Case ID: f2d_249/html/0043-01.html
Source: Caselaw Access Project
Author: {"author": "PLATT, District Judge.", "license": "Public Domain", "url": "https://static.case.law/"}
Date Created: 2024-08-24T03:29:51.129683

Scott CUTHILL, Plaintiff-Appellee, v. ORTMAN-MILLER MACHINE COMPANY, Defendant-Appellee, and J. Carter Miller, Intervenor-Appellant
    No. 11985.
    United States Court of Appeals Seventh Circuit.
    Oct. 16, 1957.
    Rehearing Denied Nov. 18, 1957.
    Benjamin Wham, Chicago, Ill., Owen W. Crumpacker, Theodore M. Gemberling, Hammond, Ind., for intervenor-appellant.
    Lee M. Burkey, Jr., Chicago, Ill., Asher, Gubbins & Segall, Chicago, Ill., of counsel, for plaintiff-appellee.
    James V. Donadío, Willis II. Ellis, Indianapolis, Ind., James J. Richards, Hammond, Ind., Ross McCord Ice & Miller, Indianapolis, Ind., of counsel, for defendant-appellee.
    Before FINNEGAN and SCHNACK-ENBERG, Circuit Judges, and PLATT, District Judge.
   PLATT, District Judge.

Appellee, Scott Cuthill, on December 21, 1953 obtained a judgment against the appellee, Ortman-Miller Machine Company, a corporation, for $4,100.00 for overtime compensation in a suit based upon the Fair Labor Standards Act. 29 U.S.C.A. § 201 et seq. On the next day the appellant, J. Carter Miller, a minority stockholder in Ortman-Miller filed a petition to intervene, vacate the judgment and defend upon behalf of Ortman-Miller alleging that the judgment was a fraud upon the court in that Cuthill did not have a valid claim for overtime, and that Ortman-Miller’s counsel was aware of this. The district court allowed a motion to dismiss the intervening petition. Miller appealed and the order of dismissal was reversed and remanded in Cuthill v. Ortman-Miller Machine Company, 7 Cir., 1954, 216 F.2d 336. Since the allegations of the petition to intervene are set forth in that opinion it is not necessary to repeat them here.

Evidence was heard by the trial court upon the allegations in the intervening petition, and the court made findings of fact, conclusions of law and ordered the prayer of the petition denied. Miller has again appealed and maintains:

1. That the prior decision of this court entitled him to defend for the Company and have the judgment vacated as a matter of right.

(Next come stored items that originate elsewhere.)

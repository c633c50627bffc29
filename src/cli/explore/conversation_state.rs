use eyre::Result;
use tracing::debug;

use super::form::build_prompt;
use super::seed::{SEED_CITIES_JSON, SEED_COUNTRY, SEED_STATE};
use crate::gemini_client::GenerativeBackend;

#[derive(Debug, Clone, Copy, PartialEq, Eq)]
pub enum Role {
    User,
    Model,
}

impl Role {
    pub fn as_str(&self) -> &'static str {
        match self {
            Role::User => "user",
            Role::Model => "model",
        }
    }
}

#[derive(Debug, Clone, PartialEq, Eq)]
pub struct Turn {
    pub role: Role,
    pub text: String,
}

/// Append-only exchange with the model, always starting with the seed pair.
pub struct ConversationState {
    turns: Vec<Turn>,
}

impl ConversationState {
    /// Number of turns that make up the seed example.
    pub const SEED_LEN: usize = 2;

    pub fn new() -> Self {
        Self {
            turns: vec![
                Turn {
                    role: Role::User,
                    text: build_prompt(SEED_STATE, SEED_COUNTRY),
                },
                Turn {
                    role: Role::Model,
                    text: SEED_CITIES_JSON.to_string(),
                },
            ],
        }
    }

    pub fn add_exchange(&mut self, user: &str, model: &str) {
        self.turns.push(Turn {
            role: Role::User,
            text: user.to_string(),
        });
        self.turns.push(Turn {
            role: Role::Model,
            text: model.to_string(),
        });
    }

    pub fn get_turns(&self) -> &[Turn] {
        &self.turns
    }

    /// Drop everything after the seed pair.
    pub fn truncate_to_seed(&mut self) {
        self.turns.truncate(Self::SEED_LEN);
    }
}

impl Default for ConversationState {
    fn default() -> Self {
        Self::new()
    }
}

/// One user's conversation with the generative backend.
pub struct PromptSession<B> {
    backend: B,
    state: ConversationState,
}

impl<B: GenerativeBackend> PromptSession<B> {
    pub fn new(backend: B) -> Self {
        Self {
            backend,
            state: ConversationState::new(),
        }
    }

    /// Send `prompt_text` with the whole conversation so far and return the
    /// reply verbatim.
    ///
    /// The exchange is recorded only when the backend answers, so a failed
    /// call leaves the conversation exactly as it was. Backend errors are
    /// returned unchanged and never retried.
    pub async fn submit(&mut self, prompt_text: &str) -> Result<String> {
        let mut messages: Vec<(&str, &str)> = self
            .state
            .get_turns()
            .iter()
            .map(|turn| (turn.role.as_str(), turn.text.as_str()))
            .collect();
        messages.push((Role::User.as_str(), prompt_text));

        debug!(turns = messages.len(), "Submitting prompt");

        let response = self.backend.generate_content(&messages).await?;
        self.state.add_exchange(prompt_text, &response);

        Ok(response)
    }

    pub fn turns(&self) -> &[Turn] {
        self.state.get_turns()
    }

    /// Forget every exchange after the seed.
    pub fn reset(&mut self) {
        self.state.truncate_to_seed();
    }

    #[cfg(test)]
    pub fn backend(&self) -> &B {
        &self.backend
    }
}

2. That in the event the district court had discretion to determine whether the judgment should be vacated, the district court abused such discretion because the evidence offered substantiated the allegations of the petition.

The opinion of this court on the prior appeal explicitly held that Miller was entitled to a hearing on his petition to intervene, but it did not thereby order the judgment vacated and a defense to be made. Judge Lindley, speaking for this court, said, 216 F.2d at page 339:

“Inasmuch as Rule 60(b) endows the court with power to vacate any fraudulent judgment, plaintiff was entitled to be heard upon his averments. Obviously the District Court has inherent power to investigate such averments of fraud.”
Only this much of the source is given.